It has been argued that the advantages of Semantic Web Technologies in software
engineering include reusability and extensibility of data models, improvements in data
quality, and discovery and automated execution of workflows. According to SETF’s
note “A Semantic Web Primer for Object-Oriented Software Developers”
(http://www.w3.org/TR/sw-oosd-primer/), the Semantic Web can serve as a platform
on which domain models can be created, shared and reused. However, are there any
other potential benefits related to the reversal of this approach and the use of Semantic
Web concepts in the field of Software Engineering?

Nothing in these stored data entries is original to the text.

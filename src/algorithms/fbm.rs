use serde::{Deserialize, Serialize};
use tracing::debug;

use crate::error::{Result, WorldgenError};
use crate::grid::Grid;
use crate::noise_source::NoiseSource;

/// Parameters for fractal Brownian motion.
#[derive(Clone, Copy, Debug, PartialEq, Serialize, Deserialize)]
#[serde(default)]
pub struct FbmParams {
    /// Number of noise octaves
    pub octaves: u32,
    /// Amplitude decay per octave (0.0-1.0)
    pub persistence: f64,
    /// Frequency multiplier per octave
    pub lacunarity: f64,
    /// Frequency of the first octave, in noise units per cell
    pub frequency: f64,
}

impl Default for FbmParams {
    fn default() -> Self {
        Self {
            octaves: 4,
            persistence: 0.5,
            lacunarity: 2.0,
            frequency: 0.05,
        }
    }
}

impl FbmParams {
    pub fn with_octaves(mut self, octaves: u32) -> Self {
        self.octaves = octaves;
        self
    }

    pub fn validate(&self) -> Result<()> {
        if self.octaves == 0 {
            return Err(WorldgenError::InvalidConfig("fbm needs at least one octave".into()));
        }
        if !(self.lacunarity.is_finite() && self.lacunarity > 0.0) {
            return Err(WorldgenError::InvalidConfig(format!(
                "lacunarity must be positive, got {}",
                self.lacunarity
            )));
        }
        if !(self.frequency.is_finite() && self.frequency > 0.0) {
            return Err(WorldgenError::InvalidConfig(format!(
                "frequency must be positive, got {}",
                self.frequency
            )));
        }
        if !self.persistence.is_finite() {
            return Err(WorldgenError::InvalidConfig(format!(
                "persistence must be finite, got {}",
                self.persistence
            )));
        }
        Ok(())
    }
}

/// Sum of `octaves` noise samples at `(x, y)`, each octave at `lacunarity`
/// times the previous frequency and `persistence` times the previous amplitude.
pub fn fbm_sample<N: NoiseSource + ?Sized>(noise: &N, x: f64, y: f64, params: &FbmParams) -> f64 {
    let mut total = 0.0;
    let mut amplitude = 1.0;
    let mut frequency = params.frequency;

    for _ in 0..params.octaves {
        total += amplitude * noise.value_at(x * frequency, y * frequency);
        amplitude *= params.persistence;
        frequency *= params.lacunarity;
    }

    total
}

/// Fill `grid` with fBm over `noise`, then normalize it into `[0, 1]`.
pub fn fbm<N: NoiseSource + ?Sized>(grid: &mut Grid<f64>, noise: &N, params: &FbmParams) -> Result<()> {
    params.validate()?;

    for (x, y, value) in grid.iter_mut() {
        *value = fbm_sample(noise, x as f64, y as f64, params);
    }

    grid.normalize(0.0, 1.0);
    debug!(
        "fBm filled {0}x{0} grid with {1} octaves",
        grid.size(),
        params.octaves
    );
    Ok(())
}
use rand::Rng;
use tracing::{debug, info};

use crate::error::{Result, WorldgenError};
use crate::grid::Grid;

use super::types::{Plate, PlateId, PlateType};

/// Random draws tried per plate before seeding falls back to picking among
/// the remaining free cells directly.
const MAX_SEED_ATTEMPTS: usize = 64;

/// Partitions a square, wrapping map into plates grown from random seeds.
#[derive(Clone, Debug)]
pub struct PlateSimulation {
    labels: Grid<PlateId>,
    plates: Vec<Plate>,
}

impl PlateSimulation {
    pub fn new(size: usize) -> Self {
        Self {
            labels: Grid::new_with(size, PlateId::NONE),
            plates: Vec::new(),
        }
    }

    pub fn size(&self) -> usize {
        self.labels.size()
    }

    pub fn num_points(&self) -> usize {
        self.labels.num_points()
    }

    pub fn plates(&self) -> &[Plate] {
        &self.plates
    }

    /// Plate owning `(x, y)`, or [`PlateId::NONE`] before generation.
    pub fn label(&self, x: usize, y: usize) -> PlateId {
        *self.labels.get(x, y)
    }

    /// Every cell as `(x, y, plate_id)`, row by row.
    pub fn labels(&self) -> impl Iterator<Item = (usize, usize, PlateId)> + '_ {
        self.labels.iter().map(|(x, y, &id)| (x, y, id))
    }

    /// Seed `num_plates` plates and grow them until the map is covered.
    ///
    /// Any previous result is discarded. Returns the number of cells
    /// absorbed by growth, which excludes the seed cells.
    pub fn generate_plates<R: Rng + ?Sized>(&mut self, num_plates: usize, rng: &mut R) -> Result<usize> {
        let cells = self.num_points();
        if num_plates == 0 {
            return Err(WorldgenError::NoPlates);
        }
        if num_plates > cells || num_plates > PlateId::NONE.0 as usize {
            return Err(WorldgenError::TooManyPlates { plates: num_plates, cells });
        }

        self.labels.fill(PlateId::NONE);
        self.plates.clear();
        self.seed_plates(num_plates, rng);

        let absorbed = self.grow(rng);

        info!(
            "Grew {} plates over {} cells ({} continental)",
            self.plates.len(),
            cells,
            self.plates.iter().filter(|p| p.plate_type == PlateType::Continental).count()
        );
        Ok(absorbed)
    }

    fn seed_plates<R: Rng + ?Sized>(&mut self, num_plates: usize, rng: &mut R) {
        let size = self.size();

        for plate_num in 0..num_plates {
            let id = PlateId(plate_num as u32);
            let seed = self.find_free_cell(size, rng);
            self.labels.set(seed.0, seed.1, id);

            let plate_type = PlateType::random(rng);
            self.plates.push(Plate::new(id, plate_type, seed, &self.labels));
        }
    }

    /// Uniformly random unclaimed cell. Callers guarantee one exists.
    fn find_free_cell<R: Rng + ?Sized>(&self, size: usize, rng: &mut R) -> (usize, usize) {
        for _ in 0..MAX_SEED_ATTEMPTS {
            let (x, y) = (rng.gen_range(0..size), rng.gen_range(0..size));
            if self.labels.get(x, y).is_none() {
                return (x, y);
            }
        }

        // Crowded map: choose among the cells that are actually free.
        let free: Vec<(usize, usize)> = self
            .labels
            .iter()
            .filter(|(_, _, id)| id.is_none())
            .map(|(x, y, _)| (x, y))
            .collect();
        free[rng.gen_range(0..free.len())]
    }

    fn grow<R: Rng + ?Sized>(&mut self, rng: &mut R) -> usize {
        let total = self.num_points() - self.plates.len();
        let report_every = (total / 100).max(1);

        let mut active: Vec<usize> = (0..self.plates.len())
            .filter(|&i| self.plates[i].has_frontier())
            .collect();
        let mut weights: Vec<usize> = Vec::with_capacity(active.len());
        let mut absorbed = 0;

        while !active.is_empty() {
            weights.clear();
            weights.extend(active.iter().map(|&i| self.plates[i].frontier_len()));
            let slot = pick_weighted(&weights, rng);

            let plate = &mut self.plates[active[slot]];
            match plate.absorb_frontier(&mut self.labels, rng) {
                Some(_) => {
                    if !plate.has_frontier() {
                        active.swap_remove(slot);
                    }
                    absorbed += 1;
                    if absorbed % report_every == 0 {
                        debug!(
                            "{}/{} {}%",
                            absorbed,
                            total,
                            (absorbed as f64 / total as f64 * 100.0).round()
                        );
                    }
                }
                None => {
                    active.swap_remove(slot);
                }
            }
        }

        absorbed
    }

    /// Height of each plate, indexed by plate id.
    pub fn elevation_table(&self, sea_gap: f64) -> Result<Vec<f64>> {
        if !(0.0..=1.0).contains(&sea_gap) {
            return Err(WorldgenError::SeaGapOutOfRange(sea_gap));
        }

        Ok(self.plates.iter().map(|p| p.plate_type.height(sea_gap)).collect())
    }

    /// Convert the label map to a two-level height map: continental plates at
    /// `0.5 + sea_gap / 2`, oceanic plates at `0.5 - sea_gap / 2`.
    pub fn to_height_map(&self, sea_gap: f64) -> Result<Grid<f64>> {
        let heights = self.elevation_table(sea_gap)?;
        if self.plates.is_empty() || self.labels().any(|(_, _, id)| id.is_none()) {
            return Err(WorldgenError::PlatesNotGenerated);
        }

        let mut map = Grid::new_with(self.size(), 0.0);
        for (x, y, id) in self.labels() {
            map.set(x, y, heights[id.index()]);
        }

        Ok(map)
    }

    /// Share of the map covered by continental plates.
    pub fn continental_fraction(&self) -> f64 {
        let continental: usize = self
            .plates
            .iter()
            .filter(|p| p.plate_type == PlateType::Continental)
            .map(Plate::area)
            .sum();

        if self.num_points() == 0 {
            0.0
        } else {
            continental as f64 / self.num_points() as f64
        }
    }
}

/// Index drawn with probability proportional to its weight.
///
/// Walks the weights subtracting each from a uniform draw in
/// `[0, sum)`; the draw is always smaller than the sum, so the walk ends
/// inside the slice. At least one weight must be non-zero.
pub fn pick_weighted<R: Rng + ?Sized>(weights: &[usize], rng: &mut R) -> usize {
    let total: usize = weights.iter().sum();
    let mut point = rng.gen_range(0..total);

    for (idx, &weight) in weights.iter().enumerate() {
        if point < weight {
            return idx;
        }
        point -= weight;
    }

    unreachable!("weighted draw {point} outside total weight {total}")
}
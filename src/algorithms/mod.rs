//! Height field synthesis algorithms
//!
//! - **Diamond-square**: recursive midpoint displacement on a `2^n + 1` grid
//! - **fBm**: octave-summed noise from any [`NoiseSource`](crate::noise_source::NoiseSource)

pub mod diamond_square;
pub mod fbm;

pub use diamond_square::{diamond_square, subdivide, validate_size, DiamondSquareParams};
pub use fbm::{fbm, fbm_sample, FbmParams};
//! Classic 2D gradient (Perlin) noise built from a shuffled permutation table.

use rand::seq::SliceRandom;
use rand::Rng;

use crate::error::{Result, WorldgenError};
use crate::grid::Grid;
use crate::noise_source::NoiseSource;

const NUM_PERMUTATIONS: usize = 0x100;
const PERMUTE_MASK: i64 = 0xFF;
/// Shift applied to query coordinates so that moderately negative inputs
/// still land on positive lattice cells.
const OFFSET: f64 = 4096.0;
/// Spatial frequency used by [`GradientNoise::to_height_field`].
pub const HEIGHT_FIELD_SCALE: f64 = 0.33;
/// Range a height field produced by [`GradientNoise::to_height_field`] spans.
pub const HEIGHT_FIELD_RANGE: (f64, f64) = (0.3, 1.0);

/// A 2D vector used for lattice gradients.
#[derive(Clone, Copy, Debug, PartialEq)]
pub struct Vec2 {
    pub x: f64,
    pub y: f64,
}

impl Vec2 {
    pub fn new(x: f64, y: f64) -> Self {
        Self { x, y }
    }

    pub fn dot(&self, other: &Vec2) -> f64 {
        self.x * other.x + self.y * other.y
    }

    pub fn length(&self) -> f64 {
        (self.x * self.x + self.y * self.y).sqrt()
    }

    pub fn normalize(&self) -> Self {
        let len = self.length();
        Self {
            x: self.x / len,
            y: self.y / len,
        }
    }
}

/// Gradient noise with a frozen permutation and gradient table.
///
/// Both tables are drawn once from the supplied RNG and never change, so a
/// single instance can be sampled from anywhere without coordination.
#[derive(Clone, Debug)]
pub struct GradientNoise {
    permutations: Vec<usize>,
    gradients: Vec<Vec2>,
}

impl GradientNoise {
    pub fn new<R: Rng + ?Sized>(rng: &mut R) -> Self {
        let mut base: Vec<usize> = (0..NUM_PERMUTATIONS).collect();
        base.shuffle(rng);

        let base_gradients: Vec<Vec2> = (0..NUM_PERMUTATIONS).map(|_| random_unit(rng)).collect();

        // Doubled plus a short prefix so `perm[i + j]` never needs wrapping.
        Self {
            permutations: extend_table(&base),
            gradients: extend_table(&base_gradients),
        }
    }

    /// Fill a square grid with noise sampled at [`HEIGHT_FIELD_SCALE`] and
    /// rescaled into [`HEIGHT_FIELD_RANGE`].
    pub fn to_height_field(&self, width: usize, height: usize) -> Result<Grid<f64>> {
        if width != height {
            return Err(WorldgenError::NonSquare { width, height });
        }

        let mut grid = Grid::new_with(width, 0.0);
        for (x, y, value) in grid.iter_mut() {
            *value = self.value_at(x as f64 * HEIGHT_FIELD_SCALE, y as f64 * HEIGHT_FIELD_SCALE);
        }

        let (min, max) = HEIGHT_FIELD_RANGE;
        grid.normalize(min, max);
        Ok(grid)
    }
}

impl NoiseSource for GradientNoise {
    fn value_at(&self, x: f64, y: f64) -> f64 {
        let x = x + OFFSET;
        let y = y + OFFSET;

        let (fx, fy) = (x.floor(), y.floor());
        let bx0 = (fx as i64 & PERMUTE_MASK) as usize;
        let by0 = (fy as i64 & PERMUTE_MASK) as usize;
        let bx1 = (bx0 + 1) & PERMUTE_MASK as usize;
        let by1 = (by0 + 1) & PERMUTE_MASK as usize;

        let rx0 = x - fx;
        let ry0 = y - fy;
        let rx1 = rx0 - 1.0;
        let ry1 = ry0 - 1.0;

        let sx = smooth_step(rx0);
        let sy = smooth_step(ry0);

        let i = self.permutations[bx0];
        let j = self.permutations[bx1];

        let g00 = &self.gradients[self.permutations[i + by0]];
        let g01 = &self.gradients[self.permutations[i + by1]];
        let g10 = &self.gradients[self.permutations[j + by0]];
        let g11 = &self.gradients[self.permutations[j + by1]];

        let a = lerp(
            Vec2::new(rx0, ry0).dot(g00),
            Vec2::new(rx1, ry0).dot(g10),
            sx,
        );
        let b = lerp(
            Vec2::new(rx0, ry1).dot(g01),
            Vec2::new(rx1, ry1).dot(g11),
            sx,
        );

        lerp(a, b, sy)
    }
}

fn extend_table<T: Clone>(base: &[T]) -> Vec<T> {
    let mut table = Vec::with_capacity(base.len() * 2 + 2);
    table.extend_from_slice(base);
    table.extend_from_slice(base);
    table.extend_from_slice(&base[..2]);
    table
}

/// Uniformly oriented unit vector. Rejects the (vanishingly rare) draws too
/// close to the origin to normalize.
fn random_unit<R: Rng + ?Sized>(rng: &mut R) -> Vec2 {
    loop {
        let v = Vec2::new(rng.gen::<f64>() - 0.5, rng.gen::<f64>() - 0.5);
        if v.length() > 1e-9 {
            return v.normalize();
        }
    }
}

/// Cubic smoothstep `3t^2 - 2t^3`.
pub(crate) fn smooth_step(t: f64) -> f64 {
    t * t * (3.0 - 2.0 * t)
}

pub(crate) fn lerp(a: f64, b: f64, t: f64) -> f64 {
    a + t * (b - a)
}

#[cfg(test)]
mod tests {
    use super::*;
    use rand::SeedableRng;
    use rand_chacha::ChaCha8Rng;

    fn noise(seed: u64) -> GradientNoise {
        let mut rng = ChaCha8Rng::seed_from_u64(seed);
        GradientNoise::new(&mut rng)
    }

    #[test]
    fn test_tables_are_extended() {
        let n = noise(1);
        assert_eq!(n.permutations.len(), NUM_PERMUTATIONS * 2 + 2);
        assert_eq!(n.gradients.len(), NUM_PERMUTATIONS * 2 + 2);
        assert_eq!(n.permutations[NUM_PERMUTATIONS], n.permutations[0]);
        assert_eq!(n.permutations[NUM_PERMUTATIONS * 2 + 1], n.permutations[1]);

        let mut sorted = n.permutations[..NUM_PERMUTATIONS].to_vec();
        sorted.sort_unstable();
        assert_eq!(sorted, (0..NUM_PERMUTATIONS).collect::<Vec<_>>());
    }

    #[test]
    fn test_gradients_are_unit_length() {
        let n = noise(2);
        for g in &n.gradients {
            assert!((g.length() - 1.0).abs() < 1e-9);
        }
    }

    #[test]
    fn test_zero_on_lattice_points() {
        let n = noise(3);
        for &(x, y) in &[(0.0, 0.0), (3.0, 7.0), (-2.0, 5.0), (300.0, 12.0)] {
            assert!(n.value_at(x, y).abs() < 1e-9);
        }
    }

    #[test]
    fn test_continuous_across_lattice_boundaries() {
        let n = noise(4);
        let eps = 1e-7;

        for i in 0..50 {
            let y = i as f64 * 0.173 + 0.05;
            let x = (i % 9) as f64;
            let left = n.value_at(x - eps, y);
            let right = n.value_at(x + eps, y);
            assert!((left - right).abs() < 1e-5, "jump at x={x}, y={y}");

            let below = n.value_at(y, x - eps);
            let above = n.value_at(y, x + eps);
            assert!((below - above).abs() < 1e-5, "jump at y={x}, x={y}");
        }
    }

    #[test]
    fn test_output_is_bounded() {
        let n = noise(5);
        for i in 0..2000 {
            let x = i as f64 * 0.0713 - 40.0;
            let y = i as f64 * 0.0391 - 20.0;
            assert!(n.value_at(x, y).abs() <= 1.0);
        }
    }

    #[test]
    fn test_same_tables_same_values() {
        let a = noise(6);
        let b = a.clone();
        assert_eq!(a.value_at(12.34, 56.78), b.value_at(12.34, 56.78));
    }

    #[test]
    fn test_height_field_range() {
        let n = noise(7);
        let grid = n.to_height_field(33, 33).unwrap();
        let (lo, hi) = grid.min_max().unwrap();

        assert_eq!(grid.size(), 33);
        assert_eq!(lo, HEIGHT_FIELD_RANGE.0);
        assert_eq!(hi, HEIGHT_FIELD_RANGE.1);
    }

    #[test]
    fn test_height_field_rejects_non_square() {
        let n = noise(8);
        assert!(matches!(
            n.to_height_field(10, 12),
            Err(WorldgenError::NonSquare { width: 10, height: 12 })
        ));
    }
}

Could the Web-based,
semantically rich formality of OWL be combined with emerging model driven
development tools such as the Eclipse Modelling Framework to provide some badly
needed improvements in both the process and product of software development
activities? What is it about the amalgamation of OWL, UML and the Model Driven
Architecture (MDA) that could make a difference? Certainly, there appear to be a
number of strong arguments in favour of this approach but consensus on the best way
forward, or if there is indeed a way forward at all has not yet formed. This workshop
seeks to build on prior events that have begun to explore and evaluate this important
area.
We believe that the informal nature of the workshop, located at one of the major
events on the Semantic Web, will lead to further exchange between practitioners and
researchers working on these and other issues related to Semantic Web enabled
software engineering by providing a forum for discussing the major challenges of the
area and the different approaches being taken to resolve them. In fact, we (members
of SETF) organised the first two SWESE workshops at ISWC2005 and ISWC2006,
both of which were very successful, with more than 50 participants in SWESE2005
and more than 60 in SWESE2006.
The popularity and power of the MDA approach has made many software
development practitioners familiar with modelling and appreciative of additional
levels of abstraction in their models. In parallel, Semantic Web language standards
have arrived with substantial tool support that also provide a means of describing
models, but providing different capabilities than the UML and MOF models typical of
MDA tools. The advantages of bridging these approaches have been compelling
enough for tool vendors to build products which do this and to spend considerable
effort defining an OMG standard for these products (ODM). While the primary
purpose of these efforts is to enable SW development with MDA tools, the bridge
could also be exploited in the other direction. We think with the recent adoption of the
standards supporting this bridge, the time is right to explore the potential created by
the flow of capabilities of the Semantic Web into the software development
environment.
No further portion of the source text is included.